Here is Henry. Henry is a registered QH gelding, of mostly running bloodlines. He is 14.3 hands. I’ve known Henry since he was a young horse. He belonged to a friend of ours, Harold Warkentin, who team roped on Henry until Harold was 80. The photo above shows Henry as a six-year-old at Harold’s place.
Henry was always reliable for Harold and when Harold gave up roping in his 80’s my uncle bought Henry. Henry was 15 at the time. My uncle used him as a practice rope horse and to mount his grandkids on. I watched Henry be perfectly sound and well behaved for an assortment of people for four years. His only vice was being a touch lazy, and I consider that a virtue in a kid’s horse. Henry had smooth gaits and was absolutely reliable, in the pen and outside. When my son’s pony died three and a half years ago (my child had just turned seven years old at the time), I asked if my uncle would sell Henry. Sure he would. For the same five thousand dollars he’d paid for him four years ago.
My friends told me I was nuts. I shouldn’t have to pay five thousand for a nineteen year old horse. And I was perfectly aware that my uncle was cutting a fat hog at my expense. (He’d done this before.) But I knew Henry was the horse I wanted for my son. And he’s been worth every penny.
Since I bought Henry, my son and I have been on hundreds and hundreds of rides together (I kept track the first year—we went on 120 trail/beach rides that year, not counting arena riding). Not once has my kid been hurt or even scared. We have seen many lovely things that will be with us forever. My son has learned to be a confident and effective rider. What price could I put on that?

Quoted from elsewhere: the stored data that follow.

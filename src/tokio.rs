// Copyright (C) 2021 Scott Lamb <slamb@slamb.org>
// SPDX-License-Identifier: MIT OR Apache-2.0

//! tokio-based RTSP control [`Connection`] and UDP socket pairs.
//!
//! The connection is split into a read half, which the session drives from
//! its own reader task, and a write half, owned by a writer task. Both halves
//! share one [`Codec`] implementation: RTSP messages and interleaved binary
//! chunks are decoded from the same byte stream.

use bytes::{Buf, BufMut, Bytes, BytesMut};
use futures::{SinkExt, Stream, StreamExt};
use rtsp_types::{Data, Message};
use std::time::Instant;
use tokio::net::tcp::{OwnedReadHalf, OwnedWriteHalf};
use tokio::net::{TcpStream, UdpSocket};
use tokio_util::codec::{FramedRead, FramedWrite};
use url::Host;

use crate::{Error, ErrorInt, RtspMessageContext};

use super::{ConnectionContext, ReceivedMessage, WallTime};

/// A freshly established RTSP connection, not yet split into halves.
pub(crate) struct Connection {
    ctx: ConnectionContext,
    stream: TcpStream,
}

impl Connection {
    pub(crate) async fn connect(host: Host<&str>, port: u16) -> Result<Self, std::io::Error> {
        let stream = match host {
            Host::Domain(h) => TcpStream::connect((h, port)).await,
            Host::Ipv4(h) => TcpStream::connect((h, port)).await,
            Host::Ipv6(h) => TcpStream::connect((h, port)).await,
        }?;
        Self::from_stream(stream)
    }

    pub(crate) fn from_stream(stream: TcpStream) -> Result<Self, std::io::Error> {
        let established_wall = WallTime::now();
        let local_addr = stream.local_addr()?;
        let peer_addr = stream.peer_addr()?;
        Ok(Self {
            ctx: ConnectionContext {
                local_addr,
                peer_addr,
                established_wall,
            },
            stream,
        })
    }

    pub(crate) fn ctx(&self) -> &ConnectionContext {
        &self.ctx
    }

    pub(crate) fn split(self) -> (ConnectionReader, ConnectionWriter) {
        let (r, w) = self.stream.into_split();
        (
            ConnectionReader {
                ctx: self.ctx,
                inner: FramedRead::new(r, Codec { read_pos: 0 }),
            },
            ConnectionWriter {
                ctx: self.ctx,
                inner: FramedWrite::new(w, Codec { read_pos: 0 }),
            },
        )
    }
}

/// Read half: a `Stream` of RTSP messages and interleaved data.
pub(crate) struct ConnectionReader {
    ctx: ConnectionContext,
    inner: FramedRead<OwnedReadHalf, Codec>,
}

impl ConnectionReader {
    pub(crate) fn eof_ctx(&self) -> RtspMessageContext {
        RtspMessageContext {
            pos: self.inner.decoder().read_pos + crate::to_u64(self.inner.read_buffer().remaining()),
            received_wall: WallTime::now(),
            received: Instant::now(),
        }
    }
}

impl Stream for ConnectionReader {
    type Item = Result<ReceivedMessage, Error>;

    fn poll_next(
        mut self: std::pin::Pin<&mut Self>,
        cx: &mut std::task::Context<'_>,
    ) -> std::task::Poll<Option<Self::Item>> {
        self.inner.poll_next_unpin(cx).map_err(|e| {
            wrap!(match e {
                CodecError::IoError(error) => ErrorInt::RtspReadError {
                    conn_ctx: self.ctx,
                    msg_ctx: self.eof_ctx(),
                    source: error,
                },
                CodecError::ParseError { description, pos } => ErrorInt::RtspFramingError {
                    conn_ctx: self.ctx,
                    msg_ctx: RtspMessageContext {
                        pos,
                        received_wall: WallTime::now(),
                        received: Instant::now(),
                    },
                    description,
                },
            })
        })
    }
}

/// Write half.
pub(crate) struct ConnectionWriter {
    ctx: ConnectionContext,
    inner: FramedWrite<OwnedWriteHalf, Codec>,
}

impl ConnectionWriter {
    pub(crate) async fn send(&mut self, msg: Message<Bytes>) -> Result<(), Error> {
        self.inner.send(msg).await.map_err(|e| match e {
            CodecError::IoError(source) => wrap!(ErrorInt::WriteError {
                conn_ctx: self.ctx,
                source,
            }),
            CodecError::ParseError { .. } => unreachable!(),
        })
    }

    /// Shuts down the write side, which lets the server notice we're gone.
    pub(crate) async fn close(&mut self) {
        let _ = self.inner.close().await;
    }
}

/// Encodes and decodes RTSP messages.
struct Codec {
    /// Number of bytes read and processed (drained from the input buffer).
    read_pos: u64,
}

/// An intermediate error type that exists because [`FramedRead`] expects the
/// codec's error type to implement `From<std::io::Error>`, and [`Error`]
/// takes additional context.
#[derive(Debug)]
enum CodecError {
    IoError(std::io::Error),
    ParseError { description: String, pos: u64 },
}

impl std::convert::From<std::io::Error> for CodecError {
    fn from(e: std::io::Error) -> Self {
        CodecError::IoError(e)
    }
}

/// Returns the range within `buf` that represents `subset`, or `None` if
/// `subset` is empty.
fn as_range(buf: &[u8], subset: &[u8]) -> Option<std::ops::Range<usize>> {
    if subset.is_empty() {
        return None;
    }
    let off = (subset.as_ptr() as usize)
        .checked_sub(buf.as_ptr() as usize)
        .expect("subset within buf");
    let end = off + subset.len();
    assert!(end <= buf.len());
    Some(off..end)
}

impl Codec {
    fn parse_msg(&self, src: &mut BytesMut) -> Result<Option<(usize, Message<Bytes>)>, CodecError> {
        // Skip whitespace as `rtsp-types` does. Some servers send a stray
        // CRLF after a message body; it must not hide a following `$`.
        let mut skipped = 0;
        while src.starts_with(b"\r\n") {
            src.advance(2);
            skipped += 2;
        }

        if !src.is_empty() && src[0] == b'$' {
            // Interleaved binary data: `$`, channel id, 16-bit big-endian
            // length, payload.
            if src.len() < 4 {
                return Ok(None);
            }
            let channel_id = src[1];
            let len = 4 + usize::from(u16::from_be_bytes([src[2], src[3]]));
            if src.len() < len {
                src.reserve(len - src.len());
                return Ok(None);
            }
            let mut msg = src.split_to(len);
            msg.advance(4);
            return Ok(Some((
                skipped + len,
                Message::Data(Data::new(channel_id, msg.freeze())),
            )));
        }

        let (msg, len): (Message<&[u8]>, _) = match Message::parse(src) {
            Ok((m, l)) => (m, l),
            Err(rtsp_types::ParseError::Error) => {
                return Err(CodecError::ParseError {
                    description: format!(
                        "Invalid RTSP message; buffered:\n{:#?}",
                        crate::hex::LimitedHex::new(&src[..], 128),
                    ),
                    pos: self.read_pos + crate::to_u64(skipped),
                });
            }
            Err(rtsp_types::ParseError::Incomplete(_)) => return Ok(None),
        };

        // Move the body into a `Bytes` without copying. The message borrows
        // `src`, so first detach it from the body, then split `src`.
        let msg = match msg {
            Message::Response(msg) => {
                let body_range = as_range(src, msg.body());
                let msg = msg.replace_body(rtsp_types::Empty);
                if let Some(r) = body_range {
                    let mut raw_msg = src.split_to(len);
                    raw_msg.advance(r.start);
                    raw_msg.truncate(r.len());
                    Message::Response(msg.replace_body(raw_msg.freeze()))
                } else {
                    src.advance(len);
                    Message::Response(msg.replace_body(Bytes::new()))
                }
            }
            Message::Request(msg) => {
                // Server-to-client requests (eg ANNOUNCE, SET_PARAMETER) are
                // passed up so the session can log them; the body is unused.
                let msg = msg.replace_body(rtsp_types::Empty);
                src.advance(len);
                Message::Request(msg.replace_body(Bytes::new()))
            }
            Message::Data(_) => unreachable!(),
        };
        Ok(Some((skipped + len, msg)))
    }
}

impl tokio_util::codec::Decoder for Codec {
    type Item = ReceivedMessage;
    type Error = CodecError;

    fn decode(&mut self, src: &mut BytesMut) -> Result<Option<Self::Item>, Self::Error> {
        let (len, msg) = match self.parse_msg(src)? {
            None => return Ok(None),
            Some((len, msg)) => (len, msg),
        };
        let msg = ReceivedMessage {
            msg,
            ctx: RtspMessageContext {
                pos: self.read_pos,
                received_wall: WallTime::now(),
                received: Instant::now(),
            },
        };
        self.read_pos += crate::to_u64(len);
        Ok(Some(msg))
    }
}

impl tokio_util::codec::Encoder<Message<Bytes>> for Codec {
    type Error = CodecError;

    fn encode(&mut self, item: Message<Bytes>, mut dst: &mut BytesMut) -> Result<(), Self::Error> {
        item.write(&mut (&mut dst).writer())
            .expect("BufMut Writer is infallible");
        Ok(())
    }
}

/// tokio-specific version of [`crate::UdpPair`].
pub(crate) struct UdpPair {
    pub(crate) rtp_port: u16,
    pub(crate) rtp_socket: UdpSocket,
    pub(crate) rtcp_socket: UdpSocket,
}

impl UdpPair {
    pub(crate) fn for_ip(ip_addr: std::net::IpAddr) -> Result<Self, std::io::Error> {
        Self::from_std(crate::UdpPair::for_ip(ip_addr)?)
    }

    pub(crate) fn for_ports(
        ip_addr: std::net::IpAddr,
        rtp_port: u16,
        rtcp_port: u16,
    ) -> Result<Self, std::io::Error> {
        Self::from_std(crate::UdpPair::for_ports(ip_addr, rtp_port, rtcp_port)?)
    }

    fn from_std(inner: crate::UdpPair) -> Result<Self, std::io::Error> {
        inner.rtp_socket.set_nonblocking(true)?;
        inner.rtcp_socket.set_nonblocking(true)?;
        Ok(Self {
            rtp_port: inner.rtp_port,
            rtp_socket: UdpSocket::from_std(inner.rtp_socket)?,
            rtcp_socket: UdpSocket::from_std(inner.rtcp_socket)?,
        })
    }
}

#[cfg(test)]
mod tests {
    use tokio_util::codec::Decoder;

    use super::*;

    fn decode_all(buf: &[u8]) -> (Vec<ReceivedMessage>, BytesMut) {
        let mut codec = Codec { read_pos: 0 };
        let mut buf = BytesMut::from(buf);
        let mut out = Vec::new();
        while let Some(m) = codec.decode(&mut buf).unwrap() {
            out.push(m);
        }
        (out, buf)
    }

    #[test]
    fn crlf_data() {
        let (msgs, rest) = decode_all(b"\r\n$\x00\x00\x04asdfrest");
        assert_eq!(msgs.len(), 1);
        assert_eq!(&rest[..], b"rest");
    }

    /// Chunks for channels 0 and 1 back-to-back in one read, followed by a
    /// response, come out as three independent messages.
    #[test]
    fn back_to_back_interleaved() {
        let (msgs, rest) = decode_all(
            b"$\x00\x00\x03abc$\x01\x00\x02xyRTSP/1.0 200 OK\r\nCSeq: 3\r\n\r\n$\x00\x00",
        );
        assert_eq!(msgs.len(), 3);
        match &msgs[0].msg {
            Message::Data(d) => {
                assert_eq!(d.channel_id(), 0);
                assert_eq!(&d.clone().into_body()[..], b"abc");
            }
            o => panic!("unexpected {:?}", o),
        }
        match &msgs[1].msg {
            Message::Data(d) => {
                assert_eq!(d.channel_id(), 1);
                assert_eq!(&d.clone().into_body()[..], b"xy");
            }
            o => panic!("unexpected {:?}", o),
        }
        assert!(matches!(&msgs[2].msg, Message::Response(r) if r.status() == rtsp_types::StatusCode::Ok));
        assert_eq!(msgs[1].ctx.pos(), 7);
        assert_eq!(msgs[2].ctx.pos(), 13);

        // Incomplete trailing header stays buffered.
        assert_eq!(&rest[..], b"$\x00\x00");
    }

    #[test]
    fn response_body() {
        let (msgs, rest) = decode_all(
            b"RTSP/1.0 200 OK\r\nCSeq: 2\r\nContent-Length: 4\r\n\r\nv=0\n",
        );
        assert!(rest.is_empty());
        match &msgs[0].msg {
            Message::Response(r) => assert_eq!(&r.body()[..], b"v=0\n"),
            o => panic!("unexpected {:?}", o),
        }
    }
}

The photos below show my son riding Henry. They’re not the best pictures, since I took them while riding my own horse, Sunny. But if you look you will see the relaxed, confident demeanor in both horse and child. They are enjoying the world together. And look at what they get to see. I could not have taken my little boy all these places without a horse as solid as Henry.
Henry in riding ring.
Henry on the trail.
Henry at the beach.
Henry is twenty three this spring and still perfectly sound. He colicked when he was twenty and I paid for colic surgery to save his life, but that happens to horses both young and old. The odds are that he doesn’t have ten more years left as a riding horse, as a younger horse might have, but certainly many younger horses have more soundness issues than Henry—who currently has none. He is completely sound and goes barefoot. And if I lost him tomorrow, those last three and a half years are a gift I will value forever.
Henry—twenty three years old.
My son rode Henry yesterday—another pleasant walk/trot session in our riding ring, which still has some muddy spots. Nothing special. Took about twenty minutes. Just what you see in the riding ring photo, which was actually taken last fall. But I cannot think of one single thing that I consider a greater gift than this regular, pleasant, confidence-building interaction my son has with this great old horse. When my son was done he gave his horse a cookie (which we have taught Henry to take politely) and we turned him loose to graze in the ring (which has plenty of grass right now) for an hour. We were all content.
So thank you, Henry, for all you’ve given and are giving us, I will take care of you and love you until the end of your days. And to all of you who are looking for a horse and are offered a chance at a rock solid oldster—do not discount the pure joy available in the reliable ride, free of fear and struggle. Does this look like happiness or what?
Henry and kid—loping in the springtime (last year at this time).
Anybody else have an older riding horse you just love?